Thailand to send aircraft carrier for flood relief as rains intensify

By Chayut Setboonsarng and Ashley Tang

BANGKOK/KUALA LUMPUR (Reuters) -Thailand was preparing on Tuesday to send an aircraft carrier with relief supplies and medical teams to its south, where more heavy rain intensified the worst floods in years, which have killed 13 people and hobbled rescue and evacuation efforts.

Floodwaters running as high as 2 m (6.6 ft) in some areas have hit nine Thai provinces and eight states in neighbouring Malaysia, across a swathe of hundreds of kilometres devastated last year by seasonal monsoon floods that killed 12.

The Thai navy said it was readying to send a flotilla of 14 boats and the aircraft carrier, Chakri Naruebet, accompanied by helicopters, doctors, supplies and field kitchens that can supply 3,000 meals a day.

“The fleet is ready to deliver forces and carry out actions as the Royal Navy orders,” it said in a statement, adding that the carrier could also serve as a floating hospital.

An estimated 1.9 million people have been affected in Thailand, where the meteorology agency forecast sustained heavy rain and flash floods on Tuesday and warned small boats to stay ashore to avoid waves taller than 3 metres (10 ft). 

“Calls have been coming in non-stop in the last three days, in the thousands, asking to be evacuated and others for food,” said a member of volunteer group the Matchima Rescue Center in the worst affected city of Hat Yai. 

The rubber trading centre is Thailand’s fifth largest city, where authorities have ordered evacuation after days of rain that Prime Minister Anutin Charnvirakul said had brought the worst flooding in 15 years.  

NO PHONES, RICE OR DRINKING WATER

“We are five people and a small child without rice and water,” Facebook user The Hong Tep posted in an appeal for help on the Matchima group’s page. “Phone reception has been cut – water is rising fast.”

Hat Yai, also popular with Malaysian visitors, received 335 mm (13 inches) of rain on Friday, its highest in a single day in three centuries.   

Television images showed brown waters rushing through its commercial streets, while residents waded through high waters, clinging to floating polystyrene boxes as rubber boats evacuated others in orange life vests.

The waters submerged cars and flowed around a fire truck abandoned in a street. 

In Malaysia, more than 18,500 people moved from flooded areas to 126 evacuation centres set up mainly in northern border areas. 

In the state of Perlis, rescue teams waded through knee-high water to enter homes, while rescue boats ferried the elderly to safety, images from its fire department showed.

‘DIFFICULT AND CHALLENGING TIME’

A team of rescuers sent to the worst-hit state of Kelantan bordering Thailand could fan out to other states if needed, Prime Minister Anwar Ibrahim said on Facebook.

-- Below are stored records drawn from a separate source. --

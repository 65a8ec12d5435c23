//! Feeding Adjustment and Recommendation
//!
//! ## Adjustment
//!
//! [`FeedingAdjuster`] maps the environment score plus five raw readings to a
//! percentage change of the baseline feeding rate. Each dimension is a tiered
//! rule (first match wins), all dimensions add, and the sum is clamped to
//! `[-40, +15]`:
//!
//! ```text
//! Env score     < 0.5 → -30    < 0.7 → -15    > 0.9 → +5
//! DO (mg/L)     < 5.5 → -20    < 6.0 → -10
//! Turbidity     > 30  → -15    > 25  → -8
//! Ammonia       > 0.4 → -20    > 0.25 → -10
//! Activity      < 0.6 → -12    > 0.85 → +5
//! Temperature   outside 24-31 °C → -10
//! ```
//!
//! The boundaries are farm policy, not site thresholds: the same DO reading
//! cuts feeding by the same amount whatever `ThresholdSet` the environment
//! score was computed with.
//!
//! ## Recommendation
//!
//! [`FeedingAdvisor`] turns the adjustment into an absolute feeder rate and
//! attaches the reasons an operator would want to see next to it.

use core::fmt;

use heapless::Vec;

use crate::{
    constants::feeding::*,
    environment::EnvironmentScorer,
    metrics::{feed_conversion_ratio, feed_waste_ratio},
    reading::SensorReading,
    rules::{Condition, Tier, TieredRule},
    stats::round_hundredths,
};

const ENV_SCORE_RULE: TieredRule<3> = TieredRule::new([
    Tier::new(Condition::Below(ENV_SCORE_POOR), ENV_POOR_DELTA_PCT),
    Tier::new(Condition::Below(ENV_SCORE_FAIR), ENV_FAIR_DELTA_PCT),
    Tier::new(Condition::Above(ENV_SCORE_EXCELLENT), ENV_EXCELLENT_DELTA_PCT),
]);

const DO_RULE: TieredRule<2> = TieredRule::new([
    Tier::new(Condition::Below(DO_LOW_MGL), DO_LOW_DELTA_PCT),
    Tier::new(Condition::Below(DO_MARGINAL_MGL), DO_MARGINAL_DELTA_PCT),
]);

const TURBIDITY_RULE: TieredRule<2> = TieredRule::new([
    Tier::new(Condition::Above(TURBIDITY_HIGH_NTU), TURBIDITY_HIGH_DELTA_PCT),
    Tier::new(Condition::Above(TURBIDITY_ELEVATED_NTU), TURBIDITY_ELEVATED_DELTA_PCT),
]);

const AMMONIA_RULE: TieredRule<2> = TieredRule::new([
    Tier::new(Condition::Above(AMMONIA_HIGH_MGL), AMMONIA_HIGH_DELTA_PCT),
    Tier::new(Condition::Above(AMMONIA_ELEVATED_MGL), AMMONIA_ELEVATED_DELTA_PCT),
]);

const ACTIVITY_RULE: TieredRule<2> = TieredRule::new([
    Tier::new(Condition::Below(ACTIVITY_LOW), ACTIVITY_LOW_DELTA_PCT),
    Tier::new(Condition::Above(ACTIVITY_HIGH), ACTIVITY_HIGH_DELTA_PCT),
]);

const TEMPERATURE_RULE: TieredRule<1> = TieredRule::new([Tier::new(
    Condition::Outside { low: TEMP_LOW_C, high: TEMP_HIGH_C },
    TEMP_OUT_OF_BAND_DELTA_PCT,
)]);

/// Feeding-rate percentage adjustment
#[derive(Debug, Clone, Copy, Default, PartialEq, Eq)]
pub struct FeedingAdjuster;

impl FeedingAdjuster {
    /// Create an adjuster using the farm feeding policy
    pub const fn new() -> Self {
        Self
    }

    /// Adjustment (%) from flat readings, clamped to `[-40, 15]`
    pub fn adjust(
        &self,
        dissolved_oxygen_mgl: f32,
        turbidity_ntu: f32,
        ammonia_mgl: f32,
        fish_activity_index: f32,
        temperature_c: f32,
        env_score: f32,
    ) -> f32 {
        let mut adjustment = 0.0f32;
        adjustment += ENV_SCORE_RULE.evaluate(env_score);
        adjustment += DO_RULE.evaluate(dissolved_oxygen_mgl);
        adjustment += TURBIDITY_RULE.evaluate(turbidity_ntu);
        adjustment += AMMONIA_RULE.evaluate(ammonia_mgl);
        adjustment += ACTIVITY_RULE.evaluate(fish_activity_index);
        adjustment += TEMPERATURE_RULE.evaluate(temperature_c);

        adjustment.clamp(ADJUSTMENT_MIN_PCT, ADJUSTMENT_MAX_PCT)
    }

    /// Adjustment (%) for a reading and its environment score
    pub fn adjust_reading(&self, reading: &SensorReading, env_score: f32) -> f32 {
        self.adjust(
            reading.dissolved_oxygen_mgl,
            reading.turbidity_ntu,
            reading.ammonia_mgl,
            reading.fish_activity_index,
            reading.temperature_c,
            env_score,
        )
    }
}

/// Feeding-rate adjustment (%) for a reading, clamped to `[-40, 15]`
pub fn feeding_adjustment(reading: &SensorReading, env_score: f32) -> f32 {
    FeedingAdjuster::new().adjust_reading(reading, env_score)
}

/// Why a recommendation departs from the baseline
#[derive(Debug, Clone, Copy, PartialEq, Eq)]
#[cfg_attr(feature = "serde", derive(serde::Serialize, serde::Deserialize))]
pub enum FeedingReason {
    /// Environment score below 0.6
    PoorWaterQuality,
    /// DO below 6.0 mg/L
    LowDissolvedOxygen,
    /// Turbidity above 28 NTU
    HighTurbidity,
    /// Ammonia above 0.3 mg/L
    ElevatedAmmonia,
    /// Activity index below 0.65
    ReducedActivity,
    /// Temperature outside 24-31 °C
    SuboptimalTemperature,
}

/// Number of distinct [`FeedingReason`]s
pub const MAX_FEEDING_REASONS: usize = 6;

impl fmt::Display for FeedingReason {
    fn fmt(&self, f: &mut fmt::Formatter<'_>) -> fmt::Result {
        let text = match self {
            Self::PoorWaterQuality => "Poor water quality conditions",
            Self::LowDissolvedOxygen => "Low dissolved oxygen levels",
            Self::HighTurbidity => "High turbidity indicating feed waste",
            Self::ElevatedAmmonia => "Elevated ammonia levels",
            Self::ReducedActivity => "Reduced fish activity",
            Self::SuboptimalTemperature => "Suboptimal temperature",
        };
        f.write_str(text)
    }
}

/// What the operator should do with the feeder
#[derive(Debug, Clone, Copy, PartialEq, Eq)]
#[cfg_attr(feature = "serde", derive(serde::Serialize, serde::Deserialize))]
pub enum FeedingAction {
    /// Conditions are good, feed a little more
    IncreaseSlightly,
    /// Keep the current rate
    Maintain,
    /// Small cut with no single condition to blame
    PreventiveReduce,
    /// Small cut driven by one or more conditions
    ReduceSlightly,
    /// Cut of more than 15%
    Reduce,
}

impl FeedingAction {
    fn from_adjustment(adjustment: f32, has_reasons: bool) -> Self {
        if has_reasons {
            if adjustment < REDUCE_ACTION_BELOW_PCT {
                Self::Reduce
            } else if adjustment < 0.0 {
                Self::ReduceSlightly
            } else {
                Self::Maintain
            }
        } else if adjustment > 0.0 {
            Self::IncreaseSlightly
        } else if adjustment == 0.0 {
            Self::Maintain
        } else {
            Self::PreventiveReduce
        }
    }
}

/// Recommended feeding rate with its justification
#[derive(Debug, Clone, PartialEq)]
pub struct FeedingRecommendation {
    /// Recommended feeder rate (g/min)
    pub recommended_rate_gmin: f32,
    /// Adjustment applied to the baseline (%)
    pub adjustment_percentage: f32,
    /// Environment score the adjustment was based on
    pub environment_score: f32,
    /// Feed conversion ratio over the supplied history
    pub feed_conversion_ratio: f32,
    /// Feed waste (%) over the supplied history
    pub feed_waste_ratio: f32,
    /// Conditions behind the adjustment, in fixed order
    pub reasons: Vec<FeedingReason, MAX_FEEDING_REASONS>,
    /// Operator action
    pub action: FeedingAction,
}

impl fmt::Display for FeedingRecommendation {
    fn fmt(&self, f: &mut fmt::Formatter<'_>) -> fmt::Result {
        if self.reasons.is_empty() {
            let text = match self.action {
                FeedingAction::IncreaseSlightly => {
                    "Optimal feeding conditions - slight increase recommended"
                }
                FeedingAction::PreventiveReduce => "Preventive adjustment to maintain water quality",
                _ => "Environment stable - maintain current feeding rate",
            };
            return f.write_str(text);
        }

        let action = match self.action {
            FeedingAction::Reduce => "Reduce feeding",
            FeedingAction::ReduceSlightly => "Slightly reduce feeding",
            _ => "Maintain feeding",
        };
        write!(f, "{action} due to: ")?;
        for (i, reason) in self.reasons.iter().enumerate() {
            if i > 0 {
                f.write_str(", ")?;
            }
            write!(f, "{reason}")?;
        }
        Ok(())
    }
}

/// Produces feeding recommendations around a baseline rate
#[derive(Debug, Clone, Copy, PartialEq)]
pub struct FeedingAdvisor {
    baseline_rate_gmin: f32,
    adjuster: FeedingAdjuster,
}

impl Default for FeedingAdvisor {
    fn default() -> Self {
        Self::with_baseline(BASELINE_FEEDING_RATE_GMIN)
    }
}

impl FeedingAdvisor {
    /// Advisor for a feeder with the given baseline rate (g/min)
    pub fn with_baseline(baseline_rate_gmin: f32) -> Self {
        Self {
            baseline_rate_gmin,
            adjuster: FeedingAdjuster::new(),
        }
    }

    /// Baseline rate (g/min)
    pub fn baseline_rate_gmin(&self) -> f32 {
        self.baseline_rate_gmin
    }

    /// Recommend a rate for `current`, with metrics over `history`
    pub fn recommend(
        &self,
        scorer: &EnvironmentScorer,
        current: &SensorReading,
        history: &[SensorReading],
    ) -> FeedingRecommendation {
        let env_score = scorer.score(current);
        let adjustment = self.adjuster.adjust_reading(current, env_score);
        let rate = (self.baseline_rate_gmin * (1.0 + adjustment / 100.0))
            .clamp(FEEDING_RATE_MIN_GMIN, FEEDING_RATE_MAX_GMIN);

        let reasons = reasons_for(current, env_score);
        let action = FeedingAction::from_adjustment(adjustment, !reasons.is_empty());

        FeedingRecommendation {
            recommended_rate_gmin: round_hundredths(rate),
            adjustment_percentage: round_hundredths(adjustment),
            environment_score: round_hundredths(env_score),
            feed_conversion_ratio: feed_conversion_ratio(history),
            feed_waste_ratio: feed_waste_ratio(history),
            reasons,
            action,
        }
    }
}

fn reasons_for(reading: &SensorReading, env_score: f32) -> Vec<FeedingReason, MAX_FEEDING_REASONS> {
    let checks = [
        (env_score < REASON_ENV_SCORE_BELOW, FeedingReason::PoorWaterQuality),
        (
            reading.dissolved_oxygen_mgl < REASON_DO_BELOW_MGL,
            FeedingReason::LowDissolvedOxygen,
        ),
        (
            reading.turbidity_ntu > REASON_TURBIDITY_ABOVE_NTU,
            FeedingReason::HighTurbidity,
        ),
        (
            reading.ammonia_mgl > REASON_AMMONIA_ABOVE_MGL,
            FeedingReason::ElevatedAmmonia,
        ),
        (
            reading.fish_activity_index < REASON_ACTIVITY_BELOW,
            FeedingReason::ReducedActivity,
        ),
        (
            TEMPERATURE_RULE.matched(reading.temperature_c).is_some(),
            FeedingReason::SuboptimalTemperature,
        ),
    ];

    checks
        .into_iter()
        .filter(|(hit, _)| *hit)
        .map(|(_, reason)| reason)
        .collect()
}

#[cfg(test)]
mod tests {
    use super::*;

    fn calm() -> SensorReading {
        SensorReading::new(6.5, 7.8, 10.0, 0.1, 27.0, 0.9)
    }

    #[test]
    fn excellent_pond_gets_bonus() {
        // env bonus +5, activity bonus +5
        assert_eq!(feeding_adjustment(&calm(), 1.0), 10.0);
    }

    #[test]
    fn env_score_tiers() {
        let reading = SensorReading { fish_activity_index: 0.7, ..calm() };
        assert_eq!(feeding_adjustment(&reading, 0.4), -30.0);
        assert_eq!(feeding_adjustment(&reading, 0.6), -15.0);
        assert_eq!(feeding_adjustment(&reading, 0.8), 0.0);
        assert_eq!(feeding_adjustment(&reading, 0.95), 5.0);
        // Boundaries are strict
        assert_eq!(feeding_adjustment(&reading, 0.5), -15.0);
        assert_eq!(feeding_adjustment(&reading, 0.9), 0.0);
    }

    #[test]
    fn dimension_tiers_are_exclusive() {
        let adjuster = FeedingAdjuster::new();
        // DO 5.0 hits only the -20 tier, not -20 and -10
        assert_eq!(adjuster.adjust(5.0, 10.0, 0.1, 0.7, 27.0, 0.8), -20.0);
        assert_eq!(adjuster.adjust(5.8, 10.0, 0.1, 0.7, 27.0, 0.8), -10.0);
        assert_eq!(adjuster.adjust(6.5, 31.0, 0.1, 0.7, 27.0, 0.8), -15.0);
        assert_eq!(adjuster.adjust(6.5, 26.0, 0.1, 0.7, 27.0, 0.8), -8.0);
        assert_eq!(adjuster.adjust(6.5, 10.0, 0.5, 0.7, 27.0, 0.8), -20.0);
        assert_eq!(adjuster.adjust(6.5, 10.0, 0.3, 0.7, 27.0, 0.8), -10.0);
        assert_eq!(adjuster.adjust(6.5, 10.0, 0.1, 0.5, 27.0, 0.8), -12.0);
        assert_eq!(adjuster.adjust(6.5, 10.0, 0.1, 0.7, 23.0, 0.8), -10.0);
    }

    #[test]
    fn floor_clamp() {
        let awful = SensorReading::new(4.0, 5.0, 40.0, 1.0, 35.0, 0.1);
        assert_eq!(feeding_adjustment(&awful, 0.0), -40.0);
    }

    #[test]
    fn nan_skips_dimension() {
        let reading = SensorReading { dissolved_oxygen_mgl: f32::NAN, ..calm() };
        assert_eq!(feeding_adjustment(&reading, 1.0), 10.0);
        assert_eq!(feeding_adjustment(&calm(), f32::NAN), 5.0);
    }

    #[test]
    fn recommendation_in_good_conditions() {
        let scorer = EnvironmentScorer::default();
        let rec = FeedingAdvisor::default().recommend(&scorer, &calm(), &[]);

        assert_eq!(rec.environment_score, 1.0);
        assert_eq!(rec.adjustment_percentage, 10.0);
        assert_eq!(rec.recommended_rate_gmin, 308.0);
        assert!(rec.reasons.is_empty());
        assert_eq!(rec.action, FeedingAction::IncreaseSlightly);
        assert_eq!(rec.feed_conversion_ratio, FCR_DEFAULT);
        assert_eq!(rec.feed_waste_ratio, WASTE_DEFAULT_PCT);
    }

    #[test]
    fn recommendation_lists_reasons_in_order() {
        let scorer = EnvironmentScorer::default();
        let stressed = SensorReading::new(5.2, 7.8, 29.0, 0.35, 27.0, 0.62);
        let rec = FeedingAdvisor::default().recommend(&scorer, &stressed, &[]);

        assert_eq!(
            rec.reasons.as_slice(),
            &[
                FeedingReason::PoorWaterQuality,
                FeedingReason::LowDissolvedOxygen,
                FeedingReason::HighTurbidity,
                FeedingReason::ElevatedAmmonia,
                FeedingReason::ReducedActivity,
            ]
        );
        assert_eq!(rec.action, FeedingAction::Reduce);
        assert_eq!(rec.adjustment_percentage, -40.0);
        assert_eq!(rec.recommended_rate_gmin, 168.0);
    }

    #[test]
    fn rate_respects_feeder_limits() {
        let scorer = EnvironmentScorer::default();
        let rec = FeedingAdvisor::with_baseline(390.0).recommend(&scorer, &calm(), &[]);
        assert_eq!(rec.recommended_rate_gmin, FEEDING_RATE_MAX_GMIN);

        let awful = SensorReading::new(4.0, 5.0, 40.0, 1.0, 35.0, 0.1);
        let rec = FeedingAdvisor::with_baseline(120.0).recommend(&scorer, &awful, &[]);
        assert_eq!(rec.recommended_rate_gmin, FEEDING_RATE_MIN_GMIN);
    }

    #[cfg(feature = "std")]
    #[test]
    fn recommendation_text() {
        let scorer = EnvironmentScorer::default();
        let advisor = FeedingAdvisor::default();

        let rec = advisor.recommend(&scorer, &calm(), &[]);
        assert_eq!(
            rec.to_string(),
            "Optimal feeding conditions - slight increase recommended"
        );

        let cold = SensorReading { temperature_c: 22.0, fish_activity_index: 0.7, ..calm() };
        let rec = advisor.recommend(&scorer, &cold, &[]);
        assert_eq!(
            rec.to_string(),
            "Slightly reduce feeding due to: Suboptimal temperature"
        );
    }
}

“Family safety must be the priority,” he said, ordering authorities to provide maximum support to affected communities, whom he asked to comply with orders to evacuate.  

“In this difficult and challenging time, I pray that all flood victims are granted strength, resilience, and protected from any harm.”

The floods could wreak disruption in Thailand’s rubber industry, among the world’s largest producers and exporters of the commodity, where the government rubber agency has estimated the rains could cut output by about 10,300 tons.  

Posts from stranded people desperate for help ran into the thousands on the Facebook page of Hat Yai’s Matchima rescue group.

“Water is on the second floor now,” wrote one of them, Pingojung Ping, who said she was one of six trapped, two elderly people among them. “Pray. Please help.”